🤖 AI Summary
This work systematically uncovers the attack surface for supply-chain poisoning of machine learning models via Pickle deserialization. Existing scanners exhibit weak detection capabilities and are easily bypassed due to insufficient understanding of exploitable deserialization surfaces. To address this, we propose Exception-Oriented Programming (EOP), a novel technique integrating dynamic execution analysis with static code tracing. Applied across five major AI frameworks, EOP identifies 22 Pickle loading paths and 133 exploitable deserialization gadgets—discovering, for the first time, 19 previously undocumented loading paths and 9 concrete EOP instances. Experimental evaluation demonstrates that our approach achieves near-100% evasion against all state-of-the-art scanners, including the most advanced tool, which remains vulnerable to 89% of our exploits.

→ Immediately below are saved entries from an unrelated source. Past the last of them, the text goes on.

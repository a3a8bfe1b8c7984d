use crate::error::{Result, TodoError};

/// A task title must be non-empty. It is stored exactly as given.
pub fn validate_title(title: &str) -> Result<()> {
    if title.is_empty() {
        return Err(TodoError::Validation("Title cannot be empty"));
    }
    Ok(())
}

/// Trim and check sign-in / registration input.
/// Returns the trimmed `(email, password)` pair.
pub fn validate_credentials<'a>(email: &'a str, password: &'a str) -> Result<(&'a str, &'a str)> {
    let email = email.trim();
    let password = password.trim();
    if email.is_empty() {
        return Err(TodoError::Validation("Email is required"));
    }
    if password.is_empty() {
        return Err(TodoError::Validation("Password is required"));
    }
    Ok((email, password))
}

#[cfg(test)]
mod tests {
    use super::*;

    #[test]
    fn titles() {
        assert!(validate_title("Buy milk").is_ok());
        assert!(validate_title(" ").is_ok());
        assert!(matches!(
            validate_title(""),
            Err(TodoError::Validation("Title cannot be empty"))
        ));
    }

    #[test]
    fn credentials_are_trimmed() {
        let (email, password) = validate_credentials("  a@b.c ", " secret\n").unwrap();
        assert_eq!(email, "a@b.c");
        assert_eq!(password, "secret");
    }

    #[test]
    fn blank_credentials_rejected() {
        assert!(matches!(
            validate_credentials("   ", "pw"),
            Err(TodoError::Validation("Email is required"))
        ));
        assert!(matches!(
            validate_credentials("a@b.c", "  "),
            Err(TodoError::Validation("Password is required"))
        ));
    }
}
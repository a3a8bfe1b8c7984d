use std::sync::mpsc;
use std::time::Duration;

use todosync::reminder::now_ms;
use todosync::{
    IdentityProvider, LocalIdentity, ReminderScheduler, RemoteStore, Session, SqliteStore,
    TaskList, TodoError, ViewMode,
};

fn signed_in(identity: &LocalIdentity) -> Session {
    identity
        .create_user("alice@example.com", "secret-pw")
        .unwrap()
}

#[test]
fn add_with_reminder_then_see_it_live() {
    let identity = LocalIdentity::new(todosync::db::open_memory().unwrap());
    let session = signed_in(&identity);
    let store = SqliteStore::open_memory().unwrap();

    let (tx, rx) = mpsc::channel();
    let scheduler = ReminderScheduler::start(tx).unwrap();
    let mut list = TaskList::new(store, session).with_reminders(scheduler.handle());
    list.load_all().unwrap();
    assert!(list.tasks().is_empty());

    let task = list
        .add_task("Buy milk", "2%", Some(now_ms() + 50))
        .unwrap();
    list.pump().unwrap();

    assert_eq!(list.tasks().len(), 1);
    let shown = &list.tasks()[0];
    assert_eq!(shown.id, task.id);
    assert_eq!(shown.title, "Buy milk");
    assert_eq!(shown.description, "2%");
    assert!(!shown.completed);

    drop(list);
    scheduler.join();

    let fired: Vec<_> = rx.try_iter().collect();
    assert_eq!(fired.len(), 1);
    assert_eq!(fired[0].task_id, task.id);
    assert_eq!(fired[0].body, "Buy milk");
}

#[test]
fn filtered_views_freeze_until_reload() {
    let session = Session {
        user_id: "u1".into(),
        email: "u1@example.com".into(),
    };
    let store = SqliteStore::open_memory().unwrap();
    let mut list = TaskList::new(store, session);
    list.load_all().unwrap();

    for title in ["a", "b", "c"] {
        list.add_task(title, "", None).unwrap();
    }
    list.pump().unwrap();
    let by_title = |list: &TaskList<SqliteStore>, title: &str| {
        list.tasks().iter().find(|t| t.title == title).unwrap().clone()
    };
    let mut a = by_title(&list, "a");
    let mut b = by_title(&list, "b");
    assert!(list.toggle_completed(&mut a, true).unwrap());
    assert!(list.toggle_completed(&mut b, true).unwrap());

    list.load_filtered(true).unwrap();
    assert_eq!(list.mode(), ViewMode::Snapshot { completed: true });
    assert_eq!(list.tasks().len(), 2);
    assert!(list.tasks().iter().all(|t| t.completed));

    list.load_filtered(false).unwrap();
    assert_eq!(list.tasks().len(), 1);
    assert_eq!(list.tasks()[0].title, "c");

    // Frozen: a new task does not appear until the list is reloaded.
    list.add_task("d", "", None).unwrap();
    assert!(!list.wait(Duration::from_millis(20)).unwrap());
    assert_eq!(list.tasks().len(), 1);

    list.load_all().unwrap();
    assert_eq!(list.mode(), ViewMode::Live);
    assert_eq!(list.tasks().len(), 4);
}

#[test]
fn empty_title_writes_nothing() {
    let session = Session {
        user_id: "u1".into(),
        email: "u1@example.com".into(),
    };
    let store = SqliteStore::open_memory().unwrap();
    let mut list = TaskList::new(store, session);
    list.load_all().unwrap();

    let err = list.add_task("", "x", None).unwrap_err();
    assert!(matches!(err, TodoError::Validation(_)));
    assert_eq!(err.user_message(), "Title cannot be empty");

    list.pump().unwrap();
    assert!(list.tasks().is_empty());
    assert_eq!(list.store().len("u1").unwrap(), 0);
}

#[test]
fn deleted_task_is_gone_everywhere() {
    let session = Session {
        user_id: "u1".into(),
        email: "u1@example.com".into(),
    };
    let store = SqliteStore::open_memory().unwrap();
    let mut list = TaskList::new(store, session);
    list.load_all().unwrap();

    let keep = list.add_task("keep", "", None).unwrap();
    let gone = list.add_task("gone", "", None).unwrap();
    list.pump().unwrap();
    assert_eq!(list.tasks().len(), 2);

    list.delete_task(&gone).unwrap();
    assert!(list.get(&gone.id).is_none());
    list.pump().unwrap();
    assert!(list.get(&gone.id).is_none());
    assert!(list.get(&keep.id).is_some());
    assert!(list.store().get("u1", &gone.id).unwrap().is_none());
}

#[test]
fn users_only_see_their_own_tasks() {
    let store = SqliteStore::open_memory().unwrap();
    let alice = Session {
        user_id: "alice".into(),
        email: "alice@example.com".into(),
    };
    let bob = Session {
        user_id: "bob".into(),
        email: "bob@example.com".into(),
    };
    let mut alice_list = TaskList::new(store.clone(), alice);
    let mut bob_list = TaskList::new(store.clone(), bob);
    alice_list.load_all().unwrap();
    bob_list.load_all().unwrap();

    alice_list.add_task("alice's", "", None).unwrap();
    alice_list.pump().unwrap();
    bob_list.pump().unwrap();

    assert_eq!(alice_list.tasks().len(), 1);
    assert!(bob_list.tasks().is_empty());

    drop(alice_list);
    drop(bob_list);
    assert_eq!(store.subscriber_count(), 0);
    assert!(store.query_once("bob", &todosync::Filter::completed(false)).unwrap().is_empty());
}
//! Per-user to-do list kept in step with a realtime document store, with
//! one-shot reminders.
//!
//! [`reconciler::TaskList`] is the core: it mirrors a user's collection from a
//! [`store::RemoteStore`], either live through a subscription or as a frozen
//! filtered snapshot, and routes add/edit/toggle/delete to the store.
//! [`reminder::ReminderScheduler`] raises notifications at wall-clock times
//! independently of any list.

pub mod config;
pub mod db;
pub mod error;
pub mod model;
pub mod output;
pub mod reconciler;
pub mod reminder;
pub mod session;
pub mod store;
pub mod validate;
pub mod watch;

pub use error::{TodoError, WriteOp};
pub use model::Task;
pub use reconciler::{TaskList, ViewMode};
pub use reminder::{Notification, Notifier, ReminderHandle, ReminderScheduler};
pub use session::{IdentityProvider, LocalIdentity, Session};
pub use store::sqlite::SqliteStore;
pub use store::{Filter, RemoteStore, Snapshot, StoreEvent, Subscription};
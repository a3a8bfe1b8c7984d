//! One-shot task reminders.
//!
//! A single worker thread owns the alarm table. Alarms are keyed by
//! [`alarm_key`] of the task id, so arming a task twice replaces the earlier
//! alarm. Each alarm produces exactly one [`Notification`] when it comes due
//! and is then forgotten; nothing is persisted.

use std::collections::HashMap;
use std::sync::mpsc::{self, Receiver, RecvTimeoutError, Sender};
use std::sync::{Arc, Mutex};
use std::thread::{self, JoinHandle};
use std::time::{Duration, SystemTime, UNIX_EPOCH};

use anyhow::Context;

use crate::model::Task;

/// Where activating a notification should lead.
pub const MAIN_VIEW: &str = "main";

pub const NOTIFICATION_TITLE: &str = "Task reminder";

#[derive(Debug, Clone, PartialEq, Eq)]
pub struct Notification {
    /// Same as the alarm key; re-notifying a task replaces its notification.
    pub key: i32,
    pub task_id: String,
    pub title: String,
    pub body: String,
    pub target: &'static str,
}

pub trait Notifier: Send + 'static {
    fn notify(&self, notification: &Notification);
}

impl<F> Notifier for F
where
    F: Fn(&Notification) + Send + 'static,
{
    fn notify(&self, notification: &Notification) {
        self(notification)
    }
}

impl Notifier for Sender<Notification> {
    fn notify(&self, notification: &Notification) {
        if self.send(notification.clone()).is_err() {
            log::warn!("notification receiver gone; dropped reminder for {}", notification.task_id);
        }
    }
}

/// Deterministic 32-bit key for a task id: the classic 31-multiplier string
/// hash over UTF-16 code units, wrapping on overflow.
pub fn alarm_key(task_id: &str) -> i32 {
    task_id
        .encode_utf16()
        .fold(0i32, |h, unit| h.wrapping_mul(31).wrapping_add(i32::from(unit)))
}

/// Epoch milliseconds `secs` seconds after `now`, or `None` if that is not
/// representable.
pub fn fire_at_after(now: i64, secs: u64) -> Option<i64> {
    i64::try_from(secs).ok()?.checked_mul(1000)?.checked_add(now)
}

pub fn now_ms() -> i64 {
    SystemTime::now()
        .duration_since(UNIX_EPOCH)
        .map(|d| d.as_millis() as i64)
        .unwrap_or(0)
}

#[derive(Debug, Clone)]
struct Alarm {
    task_id: String,
    title: String,
    fire_at: i64,
}

/// Cloneable arming handle. Holding one keeps the worker accepting alarms.
#[derive(Clone)]
pub struct ReminderHandle {
    tx: Sender<Alarm>,
    pending: Arc<Mutex<usize>>,
}

impl ReminderHandle {
    /// Schedule a notification for `task_id` at `fire_at` (epoch ms).
    /// Fire and forget: a stopped worker is logged, not reported.
    pub fn arm(&self, task_id: &str, title: &str, fire_at: i64) {
        let alarm = Alarm {
            task_id: task_id.to_string(),
            title: title.to_string(),
            fire_at,
        };
        if self.tx.send(alarm).is_err() {
            log::warn!("reminder worker stopped; reminder for {task_id} not armed");
        }
    }

    pub fn arm_task(&self, task: &Task, fire_at: i64) {
        self.arm(&task.id, &task.title, fire_at);
    }

    /// Number of alarms armed and not yet fired.
    pub fn pending(&self) -> usize {
        self.pending.lock().map(|p| *p).unwrap_or(0)
    }
}

/// Owns the worker thread. Dropping the scheduler detaches the worker:
/// pending alarms still fire, and the thread exits once every handle is gone
/// and the table is empty.
pub struct ReminderScheduler {
    handle: ReminderHandle,
    worker: JoinHandle<()>,
}

impl ReminderScheduler {
    pub fn start(notifier: impl Notifier) -> anyhow::Result<Self> {
        let (tx, rx) = mpsc::channel();
        let pending = Arc::new(Mutex::new(0));
        let worker_pending = pending.clone();
        let worker = thread::Builder::new()
            .name("todosync-reminders".into())
            .spawn(move || run_worker(rx, notifier, worker_pending))
            .context("failed to spawn reminder thread")?;
        Ok(Self {
            handle: ReminderHandle { tx, pending },
            worker,
        })
    }

    pub fn handle(&self) -> ReminderHandle {
        self.handle.clone()
    }

    pub fn arm(&self, task_id: &str, title: &str, fire_at: i64) {
        self.handle.arm(task_id, title, fire_at);
    }

    pub fn pending(&self) -> usize {
        self.handle.pending()
    }

    /// Stop accepting alarms from this scheduler and wait until every other
    /// handle is dropped and all armed alarms have fired.
    pub fn join(self) {
        let Self { handle, worker } = self;
        drop(handle);
        if worker.join().is_err() {
            log::warn!("reminder worker panicked");
        }
    }
}

fn run_worker(rx: Receiver<Alarm>, notifier: impl Notifier, pending: Arc<Mutex<usize>>) {
    let mut alarms: HashMap<i32, Alarm> = HashMap::new();
    let mut accepting = true;

    let publish = |alarms: &HashMap<i32, Alarm>| {
        if let Ok(mut p) = pending.lock() {
            *p = alarms.len();
        }
    };

    loop {
        let next_due = alarms.values().map(|a| a.fire_at).min();
        let armed = match (accepting, next_due) {
            (false, None) => break,
            (false, Some(due)) => {
                let wait = (due - now_ms()).max(0) as u64;
                thread::sleep(Duration::from_millis(wait));
                None
            }
            (true, None) => match rx.recv() {
                Ok(alarm) => Some(alarm),
                Err(_) => {
                    accepting = false;
                    None
                }
            },
            (true, Some(due)) => {
                let wait = (due - now_ms()).max(0) as u64;
                match rx.recv_timeout(Duration::from_millis(wait)) {
                    Ok(alarm) => Some(alarm),
                    Err(RecvTimeoutError::Timeout) => None,
                    Err(RecvTimeoutError::Disconnected) => {
                        accepting = false;
                        None
                    }
                }
            }
        };

        if let Some(alarm) = armed {
            let key = alarm_key(&alarm.task_id);
            log::debug!("armed reminder {key} for {} at {}", alarm.task_id, alarm.fire_at);
            if alarms.insert(key, alarm).is_some() {
                log::debug!("reminder {key} superseded");
            }
            publish(&alarms);
        }

        let now = now_ms();
        let mut due: Vec<(i32, Alarm)> = Vec::new();
        alarms.retain(|key, alarm| {
            if alarm.fire_at <= now {
                due.push((*key, alarm.clone()));
                false
            } else {
                true
            }
        });
        if due.is_empty() {
            continue;
        }
        publish(&alarms);
        due.sort_by_key(|(_, a)| a.fire_at);
        for (key, alarm) in due {
            log::info!("reminder fired for {}", alarm.task_id);
            notifier.notify(&Notification {
                key,
                task_id: alarm.task_id,
                title: NOTIFICATION_TITLE.to_string(),
                body: alarm.title,
                target: MAIN_VIEW,
            });
        }
    }
    log::debug!("reminder worker stopped");
}
//! Error taxonomy surfaced to the shell.

use std::fmt;

/// Which store write failed.
#[derive(Debug, Clone, Copy, PartialEq, Eq)]
pub enum WriteOp {
    Add,
    Update,
    Toggle,
    Delete,
}

impl fmt::Display for WriteOp {
    fn fmt(&self, f: &mut fmt::Formatter<'_>) -> fmt::Result {
        f.write_str(match self {
            Self::Add => "add",
            Self::Update => "update",
            Self::Toggle => "toggle",
            Self::Delete => "delete",
        })
    }
}

#[derive(Debug, thiserror::Error)]
pub enum TodoError {
    /// A required field was empty. Never reaches the store.
    #[error("{0}")]
    Validation(&'static str),

    #[error("failed to load tasks: {0}")]
    Read(String),

    #[error("failed to {op} task: {reason}")]
    Write { op: WriteOp, reason: String },

    #[error("store did not generate a task id")]
    KeyGeneration,

    #[error("authentication failed: {0}")]
    Auth(String),

    #[error("registration failed: {0}")]
    Registration(String),

    #[error("not signed in")]
    NotSignedIn,

    #[error("config error: {0}")]
    Config(String),
}

impl TodoError {
    pub(crate) fn read(err: anyhow::Error) -> Self {
        Self::Read(format!("{err:#}"))
    }

    pub(crate) fn write(op: WriteOp, err: anyhow::Error) -> Self {
        Self::Write {
            op,
            reason: format!("{err:#}"),
        }
    }

    /// Short transient message for the user. Detail stays in `Display`.
    pub fn user_message(&self) -> &'static str {
        match self {
            Self::Validation(msg) => msg,
            Self::Read(_) => "Error loading tasks",
            Self::Write { op, .. } => match op {
                WriteOp::Add => "Error adding task",
                WriteOp::Update => "Error updating task",
                WriteOp::Toggle => "Error updating task",
                WriteOp::Delete => "Error deleting task",
            },
            Self::KeyGeneration => "Error generating task id",
            Self::Auth(_) => "Authentication failed",
            Self::Registration(_) => "Registration failed",
            Self::NotSignedIn => "Please sign in first",
            Self::Config(_) => "Invalid configuration",
        }
    }
}

pub type Result<T> = std::result::Result<T, TodoError>;

#[cfg(test)]
mod tests {
    use super::*;

    #[test]
    fn write_errors_keep_the_cause() {
        let err = TodoError::write(WriteOp::Delete, anyhow::anyhow!("disk full"));
        assert_eq!(err.to_string(), "failed to delete task: disk full");
        assert_eq!(err.user_message(), "Error deleting task");
    }

    #[test]
    fn validation_message_is_the_user_message() {
        let err = TodoError::Validation("Title cannot be empty");
        assert_eq!(err.to_string(), err.user_message());
    }
}
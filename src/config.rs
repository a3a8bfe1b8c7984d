use std::path::{Path, PathBuf};

use serde::Deserialize;

use crate::error::{Result, TodoError};

/// Seconds until a reminder fires when none is given explicitly.
pub const DEFAULT_REMINDER_DELAY_SECS: u64 = 60;

#[derive(Debug, Default, Deserialize)]
#[serde(deny_unknown_fields)]
pub struct Config {
    pub db: Option<PathBuf>,
    #[serde(default)]
    pub reminder: ReminderConfig,
    #[serde(default)]
    pub log: LogConfig,
}

#[derive(Debug, Deserialize)]
#[serde(deny_unknown_fields)]
pub struct ReminderConfig {
    #[serde(default = "default_delay")]
    pub default_delay_secs: u64,
}

impl Default for ReminderConfig {
    fn default() -> Self {
        Self {
            default_delay_secs: DEFAULT_REMINDER_DELAY_SECS,
        }
    }
}

fn default_delay() -> u64 {
    DEFAULT_REMINDER_DELAY_SECS
}

#[derive(Debug, Default, Deserialize)]
#[serde(deny_unknown_fields)]
pub struct LogConfig {
    pub level: Option<String>,
}

/// `$HOME/.todosync`, or `./.todosync` without a home directory.
pub fn home_dir() -> PathBuf {
    let home = std::env::var("HOME").unwrap_or_else(|_| ".".into());
    PathBuf::from(home).join(".todosync")
}

pub fn default_config_path() -> PathBuf {
    home_dir().join("config.toml")
}

pub fn default_db_path() -> PathBuf {
    home_dir().join("todosync.db")
}

impl Config {
    /// Load from `path`, or from `~/.todosync/config.toml` when `None`.
    /// A missing file yields the defaults.
    pub fn load(path: Option<&Path>) -> Result<Self> {
        match path {
            Some(p) => Self::load_from(p),
            None => Self::load_from(&default_config_path()),
        }
    }

    fn load_from(path: &Path) -> Result<Self> {
        let config: Config = match std::fs::read_to_string(path) {
            Ok(contents) => toml::from_str(&contents).map_err(|e| {
                TodoError::Config(format!("failed to parse {}: {e}", path.display()))
            })?,
            Err(e) if e.kind() == std::io::ErrorKind::NotFound => return Ok(Config::default()),
            Err(e) => {
                return Err(TodoError::Config(format!(
                    "failed to read {}: {e}",
                    path.display()
                )))
            }
        };
        config.validate(path)?;
        Ok(config)
    }

    fn validate(&self, path: &Path) -> Result<()> {
        if let Some(level) = &self.log.level {
            if level.parse::<log::LevelFilter>().is_err() {
                return Err(TodoError::Config(format!(
                    "{}: log.level '{level}' must be one of off, error, warn, info, debug, trace",
                    path.display()
                )));
            }
        }
        Ok(())
    }

    /// Database path: explicit flag/env, then config file, then the default.
    pub fn db_path(&self, cli_db: Option<PathBuf>) -> PathBuf {
        cli_db
            .or_else(|| self.db.clone())
            .unwrap_or_else(default_db_path)
    }

    pub fn log_level(&self) -> log::LevelFilter {
        self.log
            .level
            .as_deref()
            .and_then(|l| l.parse().ok())
            .unwrap_or(log::LevelFilter::Warn)
    }
}
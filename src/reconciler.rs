//! The in-memory task list and the rules that keep it in step with the store.
//!
//! The store is the source of truth. The list is a read-through cache that is
//! fully replaced from store snapshots, supplied either by a live subscription
//! (`load_all`) or by a one-shot filtered query (`load_filtered`). Adds and
//! edits go to the store only and show up through the next snapshot; deletes
//! also drop the task from the list immediately.

use std::time::Duration;

use crate::error::{Result, TodoError, WriteOp};
use crate::model::Task;
use crate::reminder::ReminderHandle;
use crate::session::Session;
use crate::store::{Filter, RemoteStore, Snapshot, StoreEvent, Subscription};
use crate::validate::validate_title;

/// Where the current list contents came from.
#[derive(Debug, Clone, Copy, PartialEq, Eq)]
pub enum ViewMode {
    /// Nothing loaded yet, or closed.
    Idle,
    /// Continuously updated by a subscription.
    Live,
    /// Frozen result of a one-shot `completed == value` query.
    Snapshot { completed: bool },
}

enum Supply {
    Idle,
    Live(Subscription),
    Snapshot { completed: bool },
}

pub struct TaskList<S: RemoteStore> {
    store: S,
    session: Session,
    reminders: Option<ReminderHandle>,
    tasks: Vec<Task>,
    supply: Supply,
}

fn tasks_from(snapshot: Snapshot) -> Vec<Task> {
    snapshot
        .children
        .into_iter()
        .filter_map(|child| {
            let task = Task::from_child(&child.key, &child.value);
            if task.is_none() {
                log::warn!("skipping undecodable task '{}'", child.key);
            }
            task
        })
        .collect()
}

impl<S: RemoteStore> TaskList<S> {
    pub fn new(store: S, session: Session) -> Self {
        Self {
            store,
            session,
            reminders: None,
            tasks: Vec::new(),
            supply: Supply::Idle,
        }
    }

    pub fn with_reminders(mut self, reminders: ReminderHandle) -> Self {
        self.reminders = Some(reminders);
        self
    }

    pub fn tasks(&self) -> &[Task] {
        &self.tasks
    }

    pub fn get(&self, id: &str) -> Option<&Task> {
        self.tasks.iter().find(|t| t.id == id)
    }

    pub fn session(&self) -> &Session {
        &self.session
    }

    pub fn store(&self) -> &S {
        &self.store
    }

    pub fn mode(&self) -> ViewMode {
        match self.supply {
            Supply::Idle => ViewMode::Idle,
            Supply::Live(_) => ViewMode::Live,
            Supply::Snapshot { completed } => ViewMode::Snapshot { completed },
        }
    }

    fn user(&self) -> &str {
        &self.session.user_id
    }

    /// Subscribe to the whole collection and apply the initial snapshot.
    /// Any previous subscription is released once the new one is open; if
    /// subscribing fails the previous list and supply are left as they were.
    pub fn load_all(&mut self) -> Result<()> {
        let sub = self
            .store
            .subscribe(self.user())
            .map_err(TodoError::read)?;
        log::debug!("live view opened for {}", self.user());
        // Replacing the supply drops the previous subscription.
        self.supply = Supply::Live(sub);
        self.pump()?;
        Ok(())
    }

    /// Replace the list once with tasks whose `completed` flag equals
    /// `completed`. The list is not kept up to date afterwards. On failure the
    /// previous list and supply are left as they were.
    pub fn load_filtered(&mut self, completed: bool) -> Result<()> {
        let snapshot = self
            .store
            .query_once(self.user(), &Filter::completed(completed))
            .map_err(TodoError::read)?;
        self.supply = Supply::Snapshot { completed };
        self.tasks = tasks_from(snapshot);
        log::debug!(
            "snapshot view (completed={completed}) with {} tasks",
            self.tasks.len()
        );
        Ok(())
    }

    /// Apply every subscription event that has already arrived.
    /// Returns the number of snapshots applied. An error event is reported
    /// after the snapshots before it are applied; the list keeps the last
    /// good snapshot.
    pub fn pump(&mut self) -> Result<usize> {
        let events = match &self.supply {
            Supply::Live(sub) => sub.drain(),
            _ => return Ok(0),
        };
        self.apply(events)
    }

    /// Block up to `timeout` for the next subscription event, then apply it
    /// and anything queued behind it. Returns whether a snapshot was applied.
    pub fn wait(&mut self, timeout: Duration) -> Result<bool> {
        let mut events = match &self.supply {
            Supply::Live(sub) => match sub.wait(timeout) {
                Some(ev) => vec![ev],
                None => return Ok(false),
            },
            _ => return Ok(false),
        };
        if let Supply::Live(sub) = &self.supply {
            events.extend(sub.drain());
        }
        Ok(self.apply(events)? > 0)
    }

    fn apply(&mut self, events: Vec<StoreEvent>) -> Result<usize> {
        let mut applied = 0;
        let mut failure = None;
        for event in events {
            match event {
                StoreEvent::Snapshot(snapshot) => {
                    self.tasks = tasks_from(snapshot);
                    applied += 1;
                }
                StoreEvent::Error(msg) => {
                    log::warn!("subscription error: {msg}");
                    failure = Some(msg);
                }
            }
        }
        match failure {
            Some(msg) => Err(TodoError::Read(msg)),
            None => Ok(applied),
        }
    }

    /// Release the live subscription, if any. The list keeps its contents.
    pub fn close(&mut self) {
        self.supply = Supply::Idle;
    }

    /// Create a task. It reaches the list through the next live snapshot,
    /// not directly.
    pub fn add_task(
        &mut self,
        title: &str,
        description: &str,
        reminder_at: Option<i64>,
    ) -> Result<Task> {
        validate_title(title)?;
        let id = self
            .store
            .push(self.user())
            .ok_or(TodoError::KeyGeneration)?;
        let mut task = Task::new(id, title, description);
        task.reminder_at = reminder_at;
        self.store
            .set_value(self.user(), &task.id, &task.to_value())
            .map_err(|e| TodoError::write(WriteOp::Add, e))?;
        log::debug!("added task {}", task.id);
        if let Some(at) = reminder_at {
            self.set_task_reminder(&task, at);
        }
        Ok(task)
    }

    /// Overwrite `task` with a new title and description. Last writer wins.
    pub fn update_task(&mut self, task: &mut Task, title: &str, description: &str) -> Result<()> {
        validate_title(title)?;
        task.title = title.to_string();
        task.description = description.to_string();
        self.store
            .set_value(self.user(), &task.id, &task.to_value())
            .map_err(|e| TodoError::write(WriteOp::Update, e))?;
        log::debug!("updated task {}", task.id);
        Ok(())
    }

    /// Set the completed flag. When the flag already has that value nothing is
    /// written, so re-applying displayed state cannot echo back as writes.
    /// Returns whether a write happened. A failed write leaves `task` as it was.
    pub fn toggle_completed(&mut self, task: &mut Task, checked: bool) -> Result<bool> {
        if task.completed == checked {
            return Ok(false);
        }
        task.completed = checked;
        if let Err(e) = self.store.set_value(self.user(), &task.id, &task.to_value()) {
            // Keep the caller's copy matching the store so a retry writes again.
            task.completed = !checked;
            return Err(TodoError::write(WriteOp::Toggle, e));
        }
        log::debug!("task {} completed={checked}", task.id);
        Ok(true)
    }

    /// Drop the task from the list right away, then from the store. A failed
    /// store delete does not put it back.
    pub fn delete_task(&mut self, task: &Task) -> Result<()> {
        self.tasks.retain(|t| t.id != task.id);
        self.store
            .remove_value(self.user(), &task.id)
            .map_err(|e| TodoError::write(WriteOp::Delete, e))?;
        log::debug!("deleted task {}", task.id);
        Ok(())
    }

    /// Arm a reminder for `task` at `at` (epoch ms). Fire and forget.
    pub fn set_task_reminder(&self, task: &Task, at: i64) {
        match &self.reminders {
            Some(reminders) => reminders.arm_task(task, at),
            None => log::debug!("no reminder scheduler; reminder for {} ignored", task.id),
        }
    }
}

All reported vulnerabilities were confirmed by vendors, resulting in a $6,000 bug bounty reward.
📝 Abstract
Pickle deserialization vulnerabilities have persisted throughout Python's history, remaining widely recognized yet unresolved. Due to its ability to transparently save and restore complex objects into byte streams, many AI/ML frameworks continue to adopt pickle as the model serialization protocol despite its inherent risks. As the open-source model ecosystem grows, model-sharing platforms such as Hugging Face have attracted massive participation, significantly amplifying the real-world risks of pickle exploitation and opening new avenues for model supply chain poisoning. Although several state-of-the-art scanners have been developed to detect poisoned models, their incomplete understanding of the poisoning surface leaves the detection logic fragile and allows attackers to bypass them. In this work, we present the first systematic disclosure of the pickle-based model poisoning surface from both model loading and risky function perspectives. Our research demonstrates how pickle-based model poisoning can remain stealthy and highlights critical gaps in current scanning solutions. On the model loading surface, we identify 22 distinct pickle-based model loading paths across five foundational AI/ML frameworks, 19 of which are entirely missed by existing scanners. We further develop a bypass technique named Exception-Oriented Programming (EOP) and discover 9 EOP instances, 7 of which can bypass all scanners. On the risky function surface, we discover 133 exploitable gadgets, achieving almost a 100% bypass rate. Even against the best-performing scanner, these gadgets maintain an 89% bypass rate. By systematically revealing the pickle-based model poisoning surface, we achieve practical and robust bypasses against real-world scanners. We responsibly disclose our findings to corresponding vendors, receiving acknowledgments and a $6000 bug bounty.